What criteria does your neonatologist use to decide to transfuse? Specifically, we had a 5day old baby come in OP today for bilis. Total was 18. Baby was admitted and repeated at 20.5 (venous sample - not hemolyzed). Dr ordered a DAT only, but I had collector go band baby since we had enough to do T&S/XM. Baby is on phototherapy and I will see in the morning when I go in if we get TS/crossmatch order (or at least a phone call asking for a fresh unit if they decide to transfuse).
Our hospital has recently expanded our NICU and we have started doing some baby transfusions (mainly to replace blood volume). They have threatened a few exchange transfusions, but it has never happened.
Also, what is involved when you (as the nurse) do the exchange?
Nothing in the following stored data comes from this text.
//! Logging macros.
//!
//! Forward to `defmt` when the `defmt` feature is enabled. Otherwise the
//! arguments are type-checked through `format_args!` and discarded, so log
//! statements cost nothing on targets without a logger.

macro_rules! log_impl {
    ($level:ident, $($arg:tt)*) => {{
        #[cfg(feature = "defmt")]
        defmt::$level!($($arg)*);
        #[cfg(not(feature = "defmt"))]
        let _ = core::format_args!($($arg)*);
    }};
}

macro_rules! trace {
    ($($arg:tt)*) => { log_impl!(trace, $($arg)*) };
}

macro_rules! debug {
    ($($arg:tt)*) => { log_impl!(debug, $($arg)*) };
}

macro_rules! info {
    ($($arg:tt)*) => { log_impl!(info, $($arg)*) };
}

macro_rules! warn {
    ($($arg:tt)*) => { log_impl!(warn, $($arg)*) };
}

macro_rules! error {
    ($($arg:tt)*) => { log_impl!(error, $($arg)*) };
}
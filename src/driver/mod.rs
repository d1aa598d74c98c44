//! Driver module for tmc2209-stepper.
//!
//! Register client seam and the startup configuration sequence.

mod client;
mod configurator;

pub use client::{Connect, RegisterClient};
pub use configurator::DriverConfigurator;
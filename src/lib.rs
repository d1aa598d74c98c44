//! # tmc2209-stepper
//!
//! Step/dir pulse generation and sleep management for TMC2209 stepper drivers
//! configured over UART, with embedded-hal 1.0 support.
//!
//! ## Features
//!
//! - **One-time register setup**: fixed GCONF sequence at startup
//! - **Sleep management**: SLEEP pin follows "movement outstanding", with a
//!   1 ms settle wait on every wake edge
//! - **Pulse generation**: at most one STEP pulse per control tick, DIR
//!   settled before the rising edge, 5 µs high time
//! - **embedded-hal 1.0**: Uses `OutputPin` for STEP/DIR/SLEEP, `DelayNs` for timing
//! - **no_std compatible**: Core library works without standard library
//!
//! ## Quick Start
//!
//! ```rust,ignore
//! use tmc2209_stepper::{SystemConfig, Tmc2209Builder};
//!
//! let config: SystemConfig = tmc2209_stepper::load_config("steppers.toml")?;
//!
//! let mut stepper = Tmc2209Builder::new()
//!     .from_config(&config, "x_axis")?
//!     .step_pin(step_pin)
//!     .dir_pin(dir_pin)
//!     .sleep_pin(sleep_pin)
//!     .delay(delay)
//!     .build::<TmcUart>()?;
//!
//! stepper.setup(|rsense, address| TmcUart::open(uart, rsense, address))?;
//!
//! loop {
//!     let report = stepper.run_cycle(&mut planner)?;
//!     scheduler.set_high_frequency(report.high_frequency());
//! }
//! ```
//!
//! ## Feature Flags
//!
//! - `std` (default): Enables file I/O and TOML parsing
//! - `alloc`: Enables heap allocation for no_std with allocator
//! - `defmt`: Enables defmt logging for embedded targets

#![cfg_attr(not(feature = "std"), no_std)]
#![warn(missing_docs)]
#![warn(clippy::all)]
#![deny(unsafe_code)]
// Allow large error types - necessary for no_std with heapless strings
#![allow(clippy::result_large_err)]

#[cfg(feature = "alloc")]
extern crate alloc;

#[macro_use]
mod log;

// Core modules
pub mod config;
pub mod driver;
pub mod error;
pub mod motion;
pub mod motor;

// Re-exports for ergonomic API
pub use config::{validate_config, DriverConfig, DriverSettings, SystemConfig};
pub use driver::{Connect, DriverConfigurator, RegisterClient};
pub use error::{Error, Result};
pub use motion::{CycleReport, Direction, MotionCycle, MotionSource, StepRequest};
pub use motor::{
    NoPin, PowerState, PowerStateController, PulseEmitter, Tmc2209, Tmc2209Builder, Transition,
    STEP_PULSE_WIDTH_US, WAKE_SETTLE_US,
};

// Configuration loading (std only)
#[cfg(feature = "std")]
pub use config::{load_config, parse_config};

// Unit types
pub use config::units::{Microsteps, Milliamps, Ohms};
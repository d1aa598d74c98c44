//! Per-stepper driver configuration from TOML.

use heapless::String;
use serde::Deserialize;

use super::settings::DriverSettings;
use super::units::Ohms;

/// Complete driver configuration for one stepper.
///
/// Captured once when the device is built and never mutated afterwards.
#[derive(Debug, Clone, PartialEq, Deserialize)]
#[cfg_attr(feature = "defmt", derive(defmt::Format))]
pub struct DriverConfig {
    /// Human-readable name (max 32 chars).
    pub name: String<32>,

    /// UART slave address (0-3, strapped with MS1/MS2).
    pub uart_address: u8,

    /// External current-sense resistor.
    #[serde(rename = "sense_resistor_ohms")]
    pub sense_resistor: Ohms,

    /// Invert shaft rotation at the register level.
    #[serde(default)]
    pub reverse_direction: bool,

    /// Optional tuning applied once at the end of setup.
    #[serde(default)]
    pub settings: Option<DriverSettings>,
}

impl DriverConfig {
    /// Create a configuration with no extra tuning.
    pub fn new(
        name: &str,
        uart_address: u8,
        sense_resistor: Ohms,
        reverse_direction: bool,
    ) -> Self {
        Self {
            name: String::try_from(name).unwrap_or_default(),
            uart_address,
            sense_resistor,
            reverse_direction,
            settings: None,
        }
    }

    /// Attach tuning settings.
    pub fn with_settings(mut self, settings: DriverSettings) -> Self {
        self.settings = Some(settings);
        self
    }
}
//! TMC2209 device instance.
//!
//! Generic over embedded-hal 1.0 pin types and the register client.

use embedded_hal::delay::DelayNs;
use embedded_hal::digital::OutputPin;

use crate::config::{validate_settings, DriverConfig, DriverSettings};
use crate::driver::{Connect, DriverConfigurator, RegisterClient};
use crate::error::{DriverError, Result};
use crate::motion::{CycleReport, MotionCycle, MotionSource};

use super::power::{NoPin, PowerState, PowerStateController};
use super::pulse::PulseEmitter;

/// One TMC2209 with its STEP/DIR (and optional SLEEP) pins.
///
/// Generic over:
/// - `C`: register client, created in [`setup`](Self::setup)
/// - `STEP`: STEP pin type (must implement `OutputPin`)
/// - `DIR`: DIR pin type (must implement `OutputPin`)
/// - `DELAY`: Delay provider (must implement `DelayNs`)
/// - `SLEEP`: SLEEP pin type, [`NoPin`] when not wired
///
/// Until `setup` succeeds the device holds no register client and every
/// cycle is a no-op.
pub struct Tmc2209<C, STEP, DIR, DELAY, SLEEP = NoPin>
where
    C: RegisterClient,
    STEP: OutputPin,
    DIR: OutputPin,
    DELAY: DelayNs,
    SLEEP: OutputPin,
{
    /// Immutable driver configuration.
    config: DriverConfig,

    /// Register client; `None` until setup succeeds.
    client: Option<C>,

    /// Power and pulse stages.
    cycle: MotionCycle<STEP, DIR, SLEEP>,

    /// Delay provider for settle and pulse timing.
    delay: DELAY,
}

impl<C, STEP, DIR, DELAY, SLEEP> Tmc2209<C, STEP, DIR, DELAY, SLEEP>
where
    C: RegisterClient,
    STEP: OutputPin,
    DIR: OutputPin,
    DELAY: DelayNs,
    SLEEP: OutputPin,
{
    /// Create an unconfigured device.
    pub fn new(
        config: DriverConfig,
        step_pin: STEP,
        dir_pin: DIR,
        sleep_pin: Option<SLEEP>,
        delay: DELAY,
    ) -> Self {
        Self {
            config,
            client: None,
            cycle: MotionCycle::new(
                PowerStateController::new(sleep_pin),
                PulseEmitter::new(step_pin, dir_pin),
            ),
            delay,
        }
    }

    /// Get the driver name.
    #[inline]
    pub fn name(&self) -> &str {
        self.config.name.as_str()
    }

    /// Get the driver configuration.
    #[inline]
    pub fn config(&self) -> &DriverConfig {
        &self.config
    }

    /// True once setup has produced a configured register client.
    #[inline]
    pub fn is_ready(&self) -> bool {
        self.client.is_some()
    }

    /// Borrow the register client, if setup succeeded.
    #[inline]
    pub fn client(&self) -> Option<&C> {
        self.client.as_ref()
    }

    /// Power state driven in the last cycle.
    #[inline]
    pub fn power_state(&self) -> PowerState {
        self.cycle.power_state()
    }

    /// Connect, configure the chip and initialise the pins.
    ///
    /// On any failure the client is dropped and the device stays inert:
    /// later cycles write nothing. Nothing is retried.
    pub fn setup<K>(&mut self, connect: K) -> Result<()>
    where
        K: Connect<Client = C>,
    {
        info!("Setting up TMC2209 '{}'", self.config.name.as_str());
        debug!("UART address: {:#x}", self.config.uart_address);

        self.client = None;

        let Some(mut client) =
            connect.connect(self.config.sense_resistor, self.config.uart_address)
        else {
            error!(
                "Failed to create register client for '{}'",
                self.config.name.as_str()
            );
            return Err(DriverError::ConnectFailed.into());
        };
        debug!("register client created");

        let mut configurator = DriverConfigurator::new(&mut client);
        configurator.configure(&self.config)?;
        if let Some(settings) = self.config.settings {
            configurator.apply_settings(&settings)?;
        }

        self.cycle.init()?;
        self.client = Some(client);

        info!("TMC2209 setup complete for '{}'", self.config.name.as_str());
        Ok(())
    }

    /// Run one control tick against `source`.
    ///
    /// Returns [`CycleReport::Inert`] without touching the source or any pin
    /// when setup has not succeeded.
    pub fn run_cycle<M>(&mut self, source: &mut M) -> Result<CycleReport>
    where
        M: MotionSource + ?Sized,
    {
        if self.client.is_none() {
            return Ok(CycleReport::Inert);
        }

        self.cycle.run(source, &mut self.delay)
    }

    /// Write tuning registers on a running device.
    ///
    /// Does nothing on an inert device.
    pub fn apply_settings(&mut self, settings: &DriverSettings) -> Result<()> {
        validate_settings(settings)?;

        let Some(client) = self.client.as_mut() else {
            warn!("'{}' is not set up, settings ignored", self.config.name.as_str());
            return Ok(());
        };

        DriverConfigurator::new(client).apply_settings(settings)
    }

    /// Log the configuration.
    pub fn dump_config(&self) {
        info!("TMC2209 '{}':", self.config.name.as_str());
        info!("  Sleep pin: {}", self.cycle.has_sleep_pin());
        info!("  Current sense resistor: {} ohm", self.config.sense_resistor.0);
        info!("  UART address: {:#x}", self.config.uart_address);
        info!("  Reverse direction: {}", self.config.reverse_direction);
        info!("  Ready: {}", self.is_ready());
    }

    /// Tear the device down, returning `(step, dir, sleep, delay, client)`.
    pub fn release(self) -> (STEP, DIR, Option<SLEEP>, DELAY, Option<C>) {
        let (step, dir, sleep) = self.cycle.release();
        (step, dir, sleep, self.delay, self.client)
    }
}

impl<C, STEP, DIR, DELAY, SLEEP> core::fmt::Debug for Tmc2209<C, STEP, DIR, DELAY, SLEEP>
where
    C: RegisterClient,
    STEP: OutputPin,
    DIR: OutputPin,
    DELAY: DelayNs,
    SLEEP: OutputPin,
{
    fn fmt(&self, f: &mut core::fmt::Formatter<'_>) -> core::fmt::Result {
        f.debug_struct("Tmc2209")
            .field("config", &self.config)
            .field("ready", &self.is_ready())
            .field("power_state", &self.power_state())
            .finish()
    }
}
//! Motion module for tmc2209-stepper.
//!
//! Step decisions, the motion source seam and the per-tick cycle.

mod cycle;
mod request;

pub use cycle::{CycleReport, MotionCycle};
pub use request::{Direction, MotionSource, StepRequest};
Drs have asked us in the blood bank that we make a modified 600ml whole blood product (meaning an O= packed cell unit which is CMV=, Leukopoor, irradiated, and less than 4 days old .....mixed with equal volume of FFP). As far as the blood bank part of the procedure is concerned, once we create an "open system", we are supposed to give it an outdate of 4 hours. How do you transfuse it? Do you transfuse aliquots of 50cc at a time or what?
Thanks for any info, tips, tricks!
Christine BS(MT), MT(ASCP) -- for a few more months anyway :chuckle
Gompers, BSN, RN
2,691 Posts
Different hospitals seem to have different policies and procedures for exchange transfusions. In my NICU, the bilirubin light level and exchange level changes every few days. The numbers depend on how many days old the baby is and what the current gestational age is. The docs use some sort of table that has all the info for them. So there is no one magical number for exchange transfusion.
We rarely do them, maybe 2-3 times a year, and we have a large level III NICU. It's almost always an ABO/RH incompatibility issue that cannot be avoided. The rest of the babies respond very well to increased fluids and double or triple phototherapy lights.
If I remember correctly, we do the transfusion in 10cc aliquots, but I think it depends on the baby's size as well. We don't hang the transfusion over a length of time, either. Blood is drawn out of the baby and then an equal amount is transfused by slow IV push. The docs put in a UVC line and then they are the ones who actually remove and transfuse blood from it. The nurse monitors the baby's vitals and records everything on a special exchange transfusion sheet. Usually takes about 2 hours. Like I said, it's pretty rare for us so forgive me if I'm not on the ball!